Astronauts carry out spacewalk, repair toilet

Two Endeavour astronauts stage a second spacewalk to store critical spare parts on the International Space Station while crewmates inside repair a flooded toilet.

JOHNSON SPACE CENTER, Houston--Astronauts David Wolf and Thomas Marshburn carried out a successful six-hour, 53-minute spacewalk Monday, moving critical spare parts to the International Space Station as a hedge against failures after the shuttle is retired next year.

Crewmates inside, meanwhile, repaired the toilet in the U.S. lab module after a malfunction Sunday.

Astronaut Dave Wolf, anchored to the space station's robot arm, moves a spare KU-band antenna to the lab complex for long-term storage. NASA TV

The spacewalk got under way at 10:27 a.m. CDT and ended at 5:20 p.m. It was the 127th excursion devoted to station assembly and maintenance since construction began in 1998, the eighth so far this year and the second of five planned for Endeavour's crew. Total station assembly spacewalk time now stands at 792 hours and 31 minutes.

The objectives of Monday's excursion were relatively straight forward, although it took a bit longer than expected.

With his feet anchored to the end of the space station's robot arm, Wolf moved a spare KU-band antenna to the station, along with a 1,300-pound coolant system pump module and a spare motor for the robot arm's mobile transporter.

Marshburn helped out by providing clearance cues to Wolf and robot arm operator Julie Payette as the bulky components were maneuvered into position for attachment to an external stowage platform on the left side of the station's main power truss.

There were no problems, but the transfer work ran long and installation of a television camera on the newly attached Japanese Exposure Module experiment platform was deferred to a later spacewalk.

Astronaut Dave Wolf snaps photos of the shuttle Endeavour and the International Space Station while wrapping up a successful spacewalk. NASA TV

As Monday's excursion was getting under way, space station commander Gennady Padalka and Frank De Winne repaired a broken toilet in the U.S Destiny laboratory, replacing components that were contaminated during a malfunction Sunday.

After tests to make sure the complex system was operating properly, flight controllers cleared the combined 13-member shuttle-station crew to resume normal use.

The toilet broke down Sunday when chemically treated water flooded a pump and contaminated other downstream equipment. The astronauts removed access panels and replaced a half-dozen components during work Sunday and Monday.

While that was going on, the shuttle's seven-member crew was restricted to using Endeavour's on-board toilet and the six-man station crew was told to use the potty in the Russian Zvezda command module.

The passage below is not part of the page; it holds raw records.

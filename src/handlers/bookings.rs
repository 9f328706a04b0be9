use std::sync::Arc;

use axum::extract::{Path, Query, State};
use axum::http::StatusCode;
use axum::Json;
use serde::Deserialize;
use serde_json::json;

use crate::errors::AppError;
use crate::handlers::extract::{CurrentUser, JsonBody};
use crate::models::PageRequest;
use crate::services::lifecycle::{self, ListQuery, Role, SlotQuery};
use crate::services::notifier;
use crate::services::unit_of_work::UnitOfWork;
use crate::state::AppState;

// Path ids that are not integers cannot name a booking.
fn parse_booking_id(raw: &str) -> Result<i64, AppError> {
    raw.parse().map_err(|_| AppError::BookingNotFound)
}

// Query values are parsed leniently: junk falls back to the default.
fn lenient_int(raw: Option<&str>) -> Option<i64> {
    raw.and_then(|v| v.trim().parse().ok())
}

// GET /bookings
#[derive(Deserialize)]
pub struct ListParams {
    pub role: Option<String>,
    pub status: Option<String>,
    pub page: Option<String>,
    pub per_page: Option<String>,
}

pub async fn list_bookings(
    State(state): State<Arc<AppState>>,
    CurrentUser(caller): CurrentUser,
    Query(params): Query<ListParams>,
) -> Result<Json<serde_json::Value>, AppError> {
    let query = ListQuery {
        role: params.role.as_deref().map(Role::parse).unwrap_or_default(),
        status: params.status,
        page: PageRequest::new(
            lenient_int(params.page.as_deref()),
            lenient_int(params.per_page.as_deref()),
        ),
    };

    let page = {
        let db = state.lock_db()?;
        lifecycle::list_bookings(&db, caller, &query)?
    };

    Ok(Json(json!({
        "data": {
            "bookings": page.items,
            "pagination": page.pagination,
        },
        "message": "Bookings retrieved successfully",
    })))
}

// POST /bookings
pub async fn create_booking(
    State(state): State<Arc<AppState>>,
    CurrentUser(caller): CurrentUser,
    JsonBody(payload): JsonBody,
) -> Result<(StatusCode, Json<serde_json::Value>), AppError> {
    let (view, notices) = {
        let mut db = state.lock_db()?;
        let mut uow = UnitOfWork::begin(&mut db)?;
        let view = lifecycle::create_booking(&mut uow, caller, &payload)?;
        (view, uow.commit()?)
    };

    notifier::dispatch(Arc::clone(&state.notifier), notices);

    Ok((
        StatusCode::CREATED,
        Json(json!({ "data": view, "message": "Booking created successfully" })),
    ))
}

// GET /bookings/:id
pub async fn get_booking(
    State(state): State<Arc<AppState>>,
    CurrentUser(_caller): CurrentUser,
    Path(raw_id): Path<String>,
) -> Result<Json<serde_json::Value>, AppError> {
    let booking_id = parse_booking_id(&raw_id)?;

    let view = {
        let db = state.lock_db()?;
        lifecycle::get_booking(&db, booking_id)?
    };

    Ok(Json(json!({ "data": view, "message": "Booking retrieved successfully" })))
}

// PUT|PATCH /bookings/:id
pub async fn update_booking(
    State(state): State<Arc<AppState>>,
    CurrentUser(caller): CurrentUser,
    Path(raw_id): Path<String>,
    JsonBody(payload): JsonBody,
) -> Result<Json<serde_json::Value>, AppError> {
    let booking_id = parse_booking_id(&raw_id)?;

    let (view, notices) = {
        let mut db = state.lock_db()?;
        let mut uow = UnitOfWork::begin(&mut db)?;
        let view = lifecycle::update_booking(&mut uow, caller, booking_id, &payload)?;
        (view, uow.commit()?)
    };

    notifier::dispatch(Arc::clone(&state.notifier), notices);

    Ok(Json(json!({ "data": view, "message": "Booking updated successfully" })))
}

// DELETE /bookings/:id
pub async fn delete_booking(
    State(state): State<Arc<AppState>>,
    CurrentUser(caller): CurrentUser,
    Path(raw_id): Path<String>,
) -> Result<Json<serde_json::Value>, AppError> {
    let booking_id = parse_booking_id(&raw_id)?;

    {
        let mut db = state.lock_db()?;
        let mut uow = UnitOfWork::begin(&mut db)?;
        lifecycle::delete_booking(&mut uow, caller, booking_id)?;
        uow.commit()?;
    }

    Ok(Json(json!({ "message": "Booking deleted successfully" })))
}

// GET /bookings/slots
#[derive(Deserialize)]
pub struct SlotParams {
    pub service_id: Option<String>,
    pub provider_id: Option<String>,
    pub start: Option<String>,
    pub end: Option<String>,
}

pub async fn occupied_slots(
    State(state): State<Arc<AppState>>,
    Query(params): Query<SlotParams>,
) -> Result<Json<serde_json::Value>, AppError> {
    // Zero or non-numeric ids mean "no filter".
    let query = SlotQuery {
        service_id: lenient_int(params.service_id.as_deref()).filter(|id| *id != 0),
        provider_id: lenient_int(params.provider_id.as_deref()).filter(|id| *id != 0),
        start: params.start,
        end: params.end,
    };

    let slots = {
        let db = state.lock_db()?;
        lifecycle::occupied_slots(&db, &query)?
    };

    Ok(Json(json!({
        "data": { "count": slots.len(), "slots": slots },
        "message": "Booked slots retrieved successfully",
    })))
}

#[cfg(test)]
mod tests {
    use super::*;

    #[test]
    fn test_lenient_int() {
        assert_eq!(lenient_int(Some("3")), Some(3));
        assert_eq!(lenient_int(Some(" 12 ")), Some(12));
        assert_eq!(lenient_int(Some("abc")), None);
        assert_eq!(lenient_int(None), None);
    }

    #[test]
    fn test_non_numeric_booking_id_is_not_found() {
        assert!(matches!(parse_booking_id("abc"), Err(AppError::BookingNotFound)));
        assert_eq!(parse_booking_id("17").unwrap(), 17);
    }
}
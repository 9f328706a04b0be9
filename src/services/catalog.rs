use rusqlite::Connection;

use crate::db::queries;
use crate::errors::AppError;
use crate::models::ServiceRef;

// Resolves a service by id; its `user_id` is the owner at this moment.
pub fn get_service(conn: &Connection, id: i64) -> Result<ServiceRef, AppError> {
    queries::get_service_ref(conn, id)?.ok_or(AppError::ServiceNotFound)
}
use serde::{Deserialize, Serialize};

pub const ALLOWED_DURATIONS: [i32; 4] = [30, 45, 60, 120];

#[derive(Debug, Clone, Serialize, Deserialize, PartialEq)]
pub struct ServiceRef {
    pub id: i64,
    pub user_id: i64,
    pub name: String,
}

#[derive(Debug, Clone)]
pub struct NewService {
    pub user_id: i64,
    pub name: String,
    pub duration_minutes: i32,
    pub price: String,
    pub description: Option<String>,
}
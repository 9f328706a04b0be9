use std::env;

pub const DEV_JWT_SECRET: &str = "fallback-jwt-secret-change-immediately";

#[derive(Clone, Debug)]
pub struct AppConfig {
    pub port: u16,
    pub database_url: String,
    pub jwt_secret: String,
    pub jwt_ttl_seconds: i64,
    pub cors_origins: Vec<String>,
    pub mailtrap_token: String,
    pub mailtrap_api_url: String,
    pub sender_email: String,
    pub sender_name: String,
}

impl AppConfig {
    pub fn from_env() -> Self {
        Self {
            port: env::var("PORT")
                .ok()
                .and_then(|v| v.parse().ok())
                .unwrap_or(5002),
            database_url: env::var("DATABASE_URL").unwrap_or_else(|_| "bookings.db".to_string()),
            jwt_secret: env::var("JWT_SECRET_KEY").unwrap_or_else(|_| DEV_JWT_SECRET.to_string()),
            jwt_ttl_seconds: env::var("JWT_ACCESS_TOKEN_EXPIRES")
                .ok()
                .and_then(|v| v.parse().ok())
                .unwrap_or(3600),
            cors_origins: parse_origins(
                &env::var("CORS_ORIGINS")
                    .unwrap_or_else(|_| "http://localhost:3000,http://localhost:5173".to_string()),
            ),
            mailtrap_token: env::var("MAILTRAP").unwrap_or_default(),
            mailtrap_api_url: env::var("MAILTRAP_API_URL")
                .unwrap_or_else(|_| "https://send.api.mailtrap.io/api/send".to_string()),
            sender_email: env::var("SENDER_EMAIL")
                .unwrap_or_else(|_| "noreply@example.com".to_string()),
            sender_name: env::var("SENDER_NAME").unwrap_or_else(|_| "Vibe Coding App".to_string()),
        }
    }

    pub fn mail_enabled(&self) -> bool {
        !self.mailtrap_token.is_empty()
    }
}

fn parse_origins(raw: &str) -> Vec<String> {
    raw.split(',')
        .map(str::trim)
        .filter(|o| !o.is_empty())
        .map(str::to_string)
        .collect()
}
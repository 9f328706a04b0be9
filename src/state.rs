use std::sync::{Arc, Mutex, MutexGuard};

use rusqlite::Connection;

use crate::config::AppConfig;
use crate::errors::AppError;
use crate::services::identity::JwtIdentity;
use crate::services::notifier::Notifier;

pub struct AppState {
    pub db: Arc<Mutex<Connection>>,
    pub config: AppConfig,
    pub identity: JwtIdentity,
    pub notifier: Arc<dyn Notifier>,
}

impl AppState {
    pub fn lock_db(&self) -> Result<MutexGuard<'_, Connection>, AppError> {
        self.db
            .lock()
            .map_err(|_| AppError::Internal(anyhow::anyhow!("database mutex poisoned")))
    }
}
#[derive(Debug, Clone)]
pub struct NewUser {
    pub email: String,
    pub username: String,
    pub first_name: String,
    pub last_name: String,
}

Going into Endeavour's mission, NASA planned for several shuttle crew members to use the toilet in the Destiny module to avoid filling up the shuttle's waste water tank.

Normally, the tank is vented overboard when it nears a full load, but that was not an option for Endeavour's crew. Docked to the front of the station near the Japanese Kibo module, the shuttle's waste water nozzle could have contaminated experiment attachment fittings on Japanese Exposed Facility.

But given the quick repair of Destiny's waste and hygiene compartment -- and assuming no other problems develop -- engineers said the shuttle waste water tank was in no danger of filling up before Endeavour undocks at the end of the mission.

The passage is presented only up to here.